20代から30代の前半にかけて、試行錯誤しながら新しいプロジェクトと向き合っていた【無我夢中編】、30代半ばからの挫折と復活のきっかけを聞いた【領域拡大編】に続く今回は、最近手がけるようになった取り組みと若いシステムエンジニアへのアドバイスを紹介する【新規開発編】です。
開発やプログラミングのスぺシャリストから始まり、サーバ構築やインフラまわりに手を広げていた吉田さんが新しいサービスの試作に着手することになったきっかけは社内SNSでした。
「社内のSNSで、Fleekdrive というファイル管理・共有サービスのマニュアルを整備したいので意見がほしいという投稿がありました。

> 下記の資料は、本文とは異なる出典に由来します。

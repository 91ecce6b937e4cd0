//! Sweep extraction: filter by fixed constraints, group by the swept value,
//! average the metric columns.

use std::collections::{BTreeMap, BTreeSet};
use std::fmt;

use serde::{Deserialize, Serialize};
use tracing::debug;

use crate::core::column::Column;
use crate::core::table::{ResultRow, ResultTable};
use crate::error::{Result, SweepError};

/// Column name → required value. Rows match by exact equality.
pub type FixedConstraints = BTreeMap<Column, i64>;

/// What a sweep groups by. Written in config as a column header or `Resolution`.
#[derive(Debug, Clone, Copy, PartialEq, Eq, Serialize, Deserialize)]
#[serde(try_from = "String", into = "String")]
pub enum SweepAxis {
    Column(Column),
    /// Composite `WIDTHxHEIGHT` key built from the frame size columns.
    Resolution,
}

impl SweepAxis {
    pub fn required_columns(self) -> Vec<Column> {
        match self {
            SweepAxis::Column(col) => vec![col],
            SweepAxis::Resolution => vec![Column::Width, Column::Height],
        }
    }

    pub fn key(self, row: &ResultRow) -> Option<SweepKey> {
        match self {
            SweepAxis::Column(col) => row.parameter(col).map(SweepKey::Value),
            SweepAxis::Resolution => Some(SweepKey::Resolution {
                width: row.width,
                height: row.height,
            }),
        }
    }

    pub fn default_header(self) -> &'static str {
        match self {
            SweepAxis::Column(col) => col.header(),
            SweepAxis::Resolution => "Resolution",
        }
    }

    fn covers(self, column: Column) -> bool {
        self.required_columns().contains(&column)
    }
}

impl TryFrom<String> for SweepAxis {
    type Error = String;

    fn try_from(name: String) -> std::result::Result<Self, Self::Error> {
        if name.trim().eq_ignore_ascii_case("resolution") {
            return Ok(SweepAxis::Resolution);
        }
        Column::from_header(&name)
            .map(SweepAxis::Column)
            .ok_or_else(|| format!("unknown sweep axis `{name}`"))
    }
}

impl From<SweepAxis> for String {
    fn from(axis: SweepAxis) -> Self {
        match axis {
            SweepAxis::Column(col) => col.header().to_string(),
            SweepAxis::Resolution => "Resolution".to_string(),
        }
    }
}

/// A swept value. Natural order is numeric (resolutions by width, then height).
#[derive(Debug, Clone, PartialEq, Eq, PartialOrd, Ord, Hash)]
pub enum SweepKey {
    Value(i64),
    Resolution { width: i64, height: i64 },
}

impl fmt::Display for SweepKey {
    fn fmt(&self, f: &mut fmt::Formatter<'_>) -> fmt::Result {
        match self {
            SweepKey::Value(v) => write!(f, "{v}"),
            SweepKey::Resolution { width, height } => write!(f, "{width}x{height}"),
        }
    }
}

/// Output ordering of sweep points.
#[derive(Debug, Clone, PartialEq, Eq, Default)]
pub enum KeyOrder {
    /// Ascending natural order of the keys.
    #[default]
    Natural,
    /// Follow this list of key labels; keys not listed are dropped.
    Enumerated(Vec<String>),
}

impl KeyOrder {
    pub fn from_labels(labels: Option<Vec<String>>) -> Self {
        match labels {
            Some(list) if !list.is_empty() => KeyOrder::Enumerated(list),
            _ => KeyOrder::Natural,
        }
    }
}

#[derive(Debug, Clone, PartialEq)]
pub struct SweepRequest {
    /// Names the sweep in errors and logs.
    pub name: String,
    pub fixed: FixedConstraints,
    pub axis: SweepAxis,
    pub metrics: Vec<Column>,
    pub order: KeyOrder,
}

#[derive(Debug, Clone, PartialEq)]
pub struct SweepPoint {
    pub key: SweepKey,
    /// Rows averaged into this point.
    pub count: usize,
    /// One mean per requested metric, in request order.
    pub means: Vec<f64>,
}

#[derive(Debug, Clone, PartialEq)]
pub struct SweepResult {
    pub metrics: Vec<Column>,
    pub points: Vec<SweepPoint>,
    /// Rows averaged into some point; equals the sum of point counts.
    pub filtered_rows: usize,
    /// Rows that matched the constraints but whose value is outside the
    /// configured order.
    pub dropped_rows: usize,
}

impl SweepResult {
    pub fn mean(&self, point: &SweepPoint, metric: Column) -> Option<f64> {
        let idx = self.metrics.iter().position(|&m| m == metric)?;
        point.means.get(idx).copied()
    }

    /// `(label, mean)` pairs for one metric, in output order.
    pub fn series(&self, metric: Column) -> Vec<(String, f64)> {
        self.points
            .iter()
            .filter_map(|p| self.mean(p, metric).map(|m| (p.key.to_string(), m)))
            .collect()
    }

    pub fn keys(&self) -> Vec<SweepKey> {
        self.points.iter().map(|p| p.key.clone()).collect()
    }
}

/// Check that every column the request touches is present and usable.
pub fn validate(table: &ResultTable, request: &SweepRequest) -> Result<()> {
    let needed = request
        .fixed
        .keys()
        .copied()
        .chain(request.axis.required_columns())
        .chain(request.metrics.iter().copied());
    for column in needed {
        if !table.has_column(column) {
            return Err(SweepError::MissingColumn {
                sweep: request.name.clone(),
                column,
            });
        }
    }
    if let Some(col) = request.fixed.keys().find(|c| c.is_metric()) {
        return Err(SweepError::Config(format!(
            "sweep `{}`: metric column `{col}` cannot be a fixed constraint",
            request.name
        )));
    }
    if let Some(col) = request.metrics.iter().find(|c| !c.is_metric()) {
        return Err(SweepError::Config(format!(
            "sweep `{}`: `{col}` is a parameter, not a metric",
            request.name
        )));
    }
    if let SweepAxis::Column(col) = request.axis {
        if col.is_metric() {
            return Err(SweepError::Config(format!(
                "sweep `{}`: cannot sweep over metric `{col}`",
                request.name
            )));
        }
    }
    Ok(())
}

/// Rows satisfying every fixed constraint, in table order.
pub fn filter_rows<'a>(table: &'a ResultTable, fixed: &FixedConstraints) -> Vec<&'a ResultRow> {
    table
        .rows()
        .iter()
        .filter(|row| {
            fixed
                .iter()
                .all(|(&col, &want)| row.parameter(col) == Some(want))
        })
        .collect()
}

/// Parameters that are neither fixed nor swept but still take more than one
/// value among `rows`. Non-empty means the sweep mixes configurations.
pub fn varying_parameters(
    table: &ResultTable,
    rows: &[&ResultRow],
    fixed: &FixedConstraints,
    axis: SweepAxis,
) -> Vec<Column> {
    Column::parameters()
        .filter(|&c| table.has_column(c) && !fixed.contains_key(&c) && !axis.covers(c))
        .filter(|&c| {
            let distinct: BTreeSet<Option<i64>> = rows.iter().map(|r| r.parameter(c)).collect();
            distinct.len() > 1
        })
        .collect()
}

pub fn extract(table: &ResultTable, request: &SweepRequest) -> Result<SweepResult> {
    extract_rows(table, request).map(|(result, _)| result)
}

/// Like [`extract`], also returning the rows averaged into the result, in
/// table order.
///
/// A row takes part only if it satisfies every fixed constraint, has a value
/// on the swept axis (rows with an unset yaw do not) and, under an enumerated
/// order, its value is listed.
pub fn extract_rows<'a>(
    table: &'a ResultTable,
    request: &SweepRequest,
) -> Result<(SweepResult, Vec<&'a ResultRow>)> {
    validate(table, request)?;

    let matched = filter_rows(table, &request.fixed);
    let matched_len = matched.len();
    let keyed: Vec<(SweepKey, &ResultRow)> = matched
        .into_iter()
        .filter_map(|row| request.axis.key(row).map(|key| (key, row)))
        .collect();
    debug!(
        "sweep `{}`: {} of {} rows match fixed constraints, {} with a swept value",
        request.name,
        matched_len,
        table.len(),
        keyed.len()
    );
    if keyed.is_empty() {
        return Err(SweepError::EmptyResult {
            sweep: request.name.clone(),
        });
    }

    let n_metrics = request.metrics.len();
    let mut groups: BTreeMap<SweepKey, (usize, Vec<f64>)> = BTreeMap::new();
    for (key, row) in &keyed {
        let (count, sums) = groups
            .entry(key.clone())
            .or_insert_with(|| (0, vec![0.0; n_metrics]));
        *count += 1;
        for (sum, &metric) in sums.iter_mut().zip(&request.metrics) {
            *sum += row.metric(metric).unwrap_or(0.0);
        }
    }

    let to_point = |key: SweepKey, (count, sums): (usize, Vec<f64>)| SweepPoint {
        key,
        count,
        means: sums.into_iter().map(|s| s / count as f64).collect(),
    };

    let points: Vec<SweepPoint> = match &request.order {
        KeyOrder::Natural => groups.into_iter().map(|(k, g)| to_point(k, g)).collect(),
        KeyOrder::Enumerated(labels) => {
            let mut by_label: BTreeMap<String, (SweepKey, (usize, Vec<f64>))> = groups
                .into_iter()
                .map(|(k, g)| (k.to_string(), (k, g)))
                .collect();
            let mut ordered = Vec::with_capacity(labels.len());
            for label in labels {
                if let Some((k, g)) = by_label.remove(label.trim()) {
                    ordered.push(to_point(k, g));
                }
            }
            if !by_label.is_empty() {
                debug!(
                    "sweep `{}`: dropping values outside the configured order: {:?}",
                    request.name,
                    by_label.keys().collect::<Vec<_>>()
                );
            }
            ordered
        }
    };

    if points.is_empty() {
        return Err(SweepError::EmptyResult {
            sweep: request.name.clone(),
        });
    }

    let kept: BTreeSet<&SweepKey> = points.iter().map(|p| &p.key).collect();
    let rows: Vec<&ResultRow> = keyed
        .iter()
        .filter(|(key, _)| kept.contains(key))
        .map(|&(_, row)| row)
        .collect();
    let result = SweepResult {
        metrics: request.metrics.clone(),
        filtered_rows: rows.len(),
        dropped_rows: keyed.len() - rows.len(),
        points,
    };
    Ok((result, rows))
}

ひとりのユーザーとして、あらためてマニュアルをチェックしてみると、探しづらいところがあったんですね。
なので、マニュアルのデータを利用し、チャットボット※ と『IBM Watson』※ を結びつけてQA的なツールを作ってみよう、と思って1週間ほどで開発してみました。“見たいマニュアルがピンポイントで探し出せてよさそう”って感想をもらいました」
※チャットボット:テキストや音声で自動的に会話するプログラム
※IBM Watson:自然言語処理と機械学習を使った拡張知能
ここから、さらに新サービス試作開発への興味は「Watson Workspace から会議室を予約するシステム」などへ広がり、さまざまな形で実験的なサービス開発に取り組んでいます。
「画面を切り替えることなく予約ができる」「会話しながら日程調整ができる」と、ユーザー目線で開発の成果を自身のブログ でレポートしています。
「自分のブログで発信することでネットワークが広がり、IBMチャンピオンとしての実績としても評価してもらえます」。自宅にサーバ環境を用意しているそうで、「もはや趣味みたいなものです」と笑う吉田さんは、ようやく若い頃のように「仕事が好きだ」といえる自分を取り戻したようです。
「ソルクシーズはいい会社だと思います。チャレンジする機会があって、いいアウトプットをするとちゃんと認めてくれます。体調を崩したときに気にかけてくれたことや、IBMチャンピオンとして自由に活動させていただいていることを感謝しています」。
最後に、若いシステムエンジニアへのメッセージをお願いすると、「新しいことを吸収し続けてほしい」「英語は絶対にやっておいたほうがいい」という言葉に続けて「無理にがんばらなくていいからね」と吉田さんらしい言葉が返ってきました。
情熱を注げる仕事を自ら見つけること、常に学習し続けること、着手した仕事にきちんと答えを出すことの大事さに、あらためて気づかされるインタビューでした。